Task instructions – Return the lines below exactly as they appear, please, starting with the first and ending with the one that contains "use super::CommandSetup;".

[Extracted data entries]
┄┄┄┄┄┄┄┄┄┄
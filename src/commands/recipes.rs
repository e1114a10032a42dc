//! Command: list a manifest's recipes in execution order.
use std::io::{self, Write as _};
use std::sync::Arc;

use anyhow::{Context as _, Result};
use serde_json::Value;

use super::CommandSetup;
use crate::cli::{GlobalOpts, ManifestOpts};
use crate::logging::Logger;
use crate::manifest::ManifestType;

/// Run the recipes command.
///
/// # Errors
///
/// Returns an error if the manifest cannot be loaded or stdout cannot be
/// written.
pub fn run(global: &GlobalOpts, opts: &ManifestOpts, log: &Logger) -> Result<()> {
    let setup = CommandSetup::init(global, &opts.manifest, log)?;
    writeln!(io::stdout().lock(), "{}", listing(&setup.manifest_type))
        .context("writing to stdout")
}

/// Render the inherited recipe order, naming the type that declares each
/// recipe and any explicit options.
#[must_use]
pub fn listing(manifest_type: &ManifestType) -> String {
    let mut chain = Vec::new();
    let mut current = Some(manifest_type);
    while let Some(t) = current {
        chain.push(t);
        current = t.parent().map(Arc::as_ref);
    }
    chain.reverse();

    let mut lines = vec![
        chain
            .iter()
            .rev()
            .map(|t| t.name())
            .collect::<Vec<_>>()
            .join(" < "),
    ];
    let declared = chain
        .iter()
        .flat_map(|t| t.own_recipes().iter().map(move |r| (t.name(), r)));
    for (index, (owner, recipe)) in declared.enumerate() {
        let options = if recipe.options().is_empty() {
            String::new()
        } else {
            format!(" {}", Value::Object(recipe.options().clone()))
        };
        lines.push(format!("  {}. {}{options} ({owner})", index + 1, recipe.name()));
    }
    lines.join("\n")
}

#[cfg(test)]
#[allow(clippy::expect_used, clippy::unwrap_used, clippy::indexing_slicing)]
mod tests {
    use super::*;
    use crate::manifest::ManifestTypeBuilder;
    use serde_json::json;

    #[test]
    fn listing_shows_inherited_order_and_owners() {
        let base = ManifestTypeBuilder::new("Base")
            .recipe("users")
            .recipe("packages")
            .build();
        let web = ManifestTypeBuilder::extend("Web", &base)
            .recipe_with("nginx", json!({"port": 8080}).as_object().unwrap().clone())
            .recipe("services")
            .build();
        insta::assert_snapshot!(listing(&web), @r#"
        Web < Base
          1. users (Base)
          2. packages (Base)
          3. nginx {"port":8080} (Web)
          4. services (Web)
        "#);
    }

    #[test]
    fn empty_manifest_lists_only_its_name() {
        let t = ManifestTypeBuilder::new("Empty").build();
        assert_eq!(listing(&t), "Empty");
    }
}
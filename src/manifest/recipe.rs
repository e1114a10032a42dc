//! Recipe declarations and the arguments handlers receive.
use std::sync::Arc;

use serde::Serialize;
use serde_json::{Map, Value};

use super::Manifest;
use crate::config::Configuration;

/// Explicit options attached to a recipe declaration.
pub type RecipeOptions = Map<String, Value>;

/// A recipe handler.
///
/// Handlers construct resources through the manifest they are given and
/// report failure with an error.
pub type RecipeHandler =
    Arc<dyn Fn(&mut Manifest, &RecipeArgs) -> anyhow::Result<()> + Send + Sync>;

/// One entry of a manifest type's ordered recipe list.
#[derive(Debug, Clone, PartialEq, Eq, Serialize)]
pub struct RecipeDeclaration {
    name: String,
    options: RecipeOptions,
}

impl RecipeDeclaration {
    /// Declare recipe `name` with `options` (possibly empty).
    #[must_use]
    pub fn new(name: impl Into<String>, options: RecipeOptions) -> Self {
        Self {
            name: name.into(),
            options,
        }
    }

    /// Recipe name.
    #[must_use]
    pub fn name(&self) -> &str {
        &self.name
    }

    /// Declared options.
    #[must_use]
    pub const fn options(&self) -> &RecipeOptions {
        &self.options
    }
}

/// What a handler is called with.
#[derive(Debug, Clone, PartialEq, Eq)]
pub enum RecipeArgs {
    /// No options and no configuration entry named after the recipe.
    None,
    /// The configuration value stored under the recipe's name.
    Config(Value),
    /// The declaration's explicit options.
    Options(RecipeOptions),
}

impl RecipeArgs {
    /// Resolve arguments for `declaration`: explicit options win, then the
    /// configuration entry named after the recipe, then nothing.
    ///
    /// # Examples
    ///
    /// ```
    /// use marionette::config::Configuration;
    /// use marionette::manifest::{RecipeArgs, RecipeDeclaration};
    /// use serde_json::{Map, json};
    ///
    /// let config = Configuration::from_value(json!({"motd": "hello"})).unwrap();
    /// let decl = RecipeDeclaration::new("motd", Map::new());
    /// assert_eq!(RecipeArgs::for_declaration(&decl, &config), RecipeArgs::Config(json!("hello")));
    /// ```
    #[must_use]
    pub fn for_declaration(declaration: &RecipeDeclaration, configuration: &Configuration) -> Self {
        if !declaration.options.is_empty() {
            return Self::Options(declaration.options.clone());
        }
        configuration
            .get(&declaration.name)
            .map_or(Self::None, |value| Self::Config(value.clone()))
    }

    /// Look up a named argument in options or a table-valued configuration
    /// entry.
    #[must_use]
    pub fn get(&self, key: &str) -> Option<&Value> {
        match self {
            Self::Options(options) => options.get(key),
            Self::Config(Value::Object(table)) => table.get(key),
            Self::Config(_) | Self::None => None,
        }
    }

    /// The arguments as one value: options as a table, `null` for none.
    #[must_use]
    pub fn to_value(&self) -> Value {
        match self {
            Self::None => Value::Null,
            Self::Config(value) => value.clone(),
            Self::Options(options) => Value::Object(options.clone()),
        }
    }

    /// Returns `true` if the handler received no arguments.
    #[must_use]
    pub const fn is_none(&self) -> bool {
        matches!(self, Self::None)
    }
}
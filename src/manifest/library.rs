//! Built-in recipe handlers for manifests declared in files.
//!
//! Each handler turns its arguments (explicit options or the configuration
//! entry named after the recipe) into resources:
//!
//! ```toml
//! [configuration.packages]
//! nginx = { ensure = "installed" }
//! curl = "latest"
//!
//! [configuration.execs]
//! reload = "systemctl reload nginx"
//!
//! [configuration.templates."/etc/motd"]
//! template = "motd.erb"
//! context = { owner = "ops" }
//! ```
//!
//! A string entry is shorthand for the kind's main attribute; `packages` and
//! `services` also accept a plain list of names.
use std::sync::Arc;

use anyhow::{Context as _, Result, bail};
use serde_json::Value;

use super::{Manifest, RecipeArgs, RecipeHandler};
use crate::config::type_name;
use crate::resources::{Attributes, ResourceKind};

/// Names [`builtin`] resolves, in the order `recipes` listings show them.
pub const BUILTIN_RECIPES: [&str; 5] = ["execs", "files", "packages", "services", "templates"];

/// Look up a built-in handler by recipe name.
///
/// # Examples
///
/// ```
/// use marionette::manifest::library::builtin;
///
/// assert!(builtin("packages").is_some());
/// assert!(builtin("nginx").is_none());
/// ```
#[must_use]
pub fn builtin(name: &str) -> Option<RecipeHandler> {
    let handler: RecipeHandler = match name {
        "execs" => Arc::new(execs),
        "files" => Arc::new(files),
        "packages" => Arc::new(packages),
        "services" => Arc::new(services),
        "templates" => Arc::new(templates),
        _ => return None,
    };
    Some(handler)
}

/// Requirement that holds while environment variable `var` is set.
#[must_use]
pub fn require_env(var: impl Into<String>) -> impl Fn(&Manifest) -> bool + Send + Sync + 'static {
    let var = var.into();
    move |_| std::env::var_os(&var).is_some()
}

fn execs(manifest: &mut Manifest, args: &RecipeArgs) -> Result<()> {
    declare_each(manifest, ResourceKind::Exec, args)
}

fn files(manifest: &mut Manifest, args: &RecipeArgs) -> Result<()> {
    declare_each(manifest, ResourceKind::File, args)
}

fn packages(manifest: &mut Manifest, args: &RecipeArgs) -> Result<()> {
    declare_each(manifest, ResourceKind::Package, args)
}

fn services(manifest: &mut Manifest, args: &RecipeArgs) -> Result<()> {
    declare_each(manifest, ResourceKind::Service, args)
}

/// Render a template per entry into a `file` resource.
///
/// Template bindings are the manifest configuration overlaid with the entry's
/// `context` table.  The remaining entry keys become file attributes.
fn templates(manifest: &mut Manifest, args: &RecipeArgs) -> Result<()> {
    for (path, mut attributes) in entries("template", &args.to_value(), "template", false)? {
        let template = match attributes.remove("template") {
            Some(Value::String(template)) => template,
            Some(other) => bail!(
                "template for {path}: expected a string, found {}",
                type_name(&other)
            ),
            None => bail!("template for {path}: missing 'template'"),
        };
        let mut bindings = manifest.configuration().as_map().clone();
        match attributes.remove("context") {
            Some(Value::Object(context)) => bindings.extend(context),
            Some(Value::Null) | None => {}
            Some(other) => bail!(
                "template for {path}: context must be a table, found {}",
                type_name(&other)
            ),
        }
        let content = manifest
            .template(&template, bindings)
            .with_context(|| format!("rendering {template} for {path}"))?;
        manifest.file(&path, attributes).set("content", content);
    }
    Ok(())
}

fn declare_each(manifest: &mut Manifest, kind: ResourceKind, args: &RecipeArgs) -> Result<()> {
    let names_allowed = matches!(kind, ResourceKind::Package | ResourceKind::Service);
    let value = args.to_value();
    for (name, attributes) in entries(kind.as_str(), &value, shorthand_key(kind), names_allowed)? {
        manifest.new_resource(kind, &name, attributes);
    }
    Ok(())
}

/// Attribute a string entry sets.
const fn shorthand_key(kind: ResourceKind) -> &'static str {
    match kind {
        ResourceKind::Exec => "command",
        ResourceKind::File => "content",
        _ => "ensure",
    }
}

/// Normalise recipe arguments into `(name, attributes)` pairs.
fn entries(
    what: &str,
    value: &Value,
    shorthand: &str,
    names_allowed: bool,
) -> Result<Vec<(String, Attributes)>> {
    match value {
        Value::Null => Ok(Vec::new()),
        Value::Object(table) => table
            .iter()
            .map(|(name, entry)| {
                let attributes = match entry {
                    Value::Object(attributes) => attributes.clone(),
                    Value::Null => Attributes::new(),
                    Value::String(s) => {
                        let mut attributes = Attributes::new();
                        attributes.insert(shorthand.to_string(), Value::String(s.clone()));
                        attributes
                    }
                    other => bail!(
                        "{what} {name}: expected a table or string, found {}",
                        type_name(other)
                    ),
                };
                Ok((name.clone(), attributes))
            })
            .collect(),
        Value::Array(names) if names_allowed => names
            .iter()
            .map(|entry| match entry {
                Value::String(name) => Ok((name.clone(), Attributes::new())),
                other => bail!("{what} names must be strings, found {}", type_name(other)),
            })
            .collect(),
        other => bail!("expected a table of {what} entries, found {}", type_name(other)),
    }
}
┄┄┄┄┄┄┄┄┄┄
Reply –
filename src/commands/recipes.rs
repository e1114a10032a42dc
//! Command: list a manifest's recipes in execution order.
use std::io::{self, Write as _};
use std::sync::Arc;

use anyhow::{Context as _, Result};
use serde_json::Value;

use super::CommandSetup;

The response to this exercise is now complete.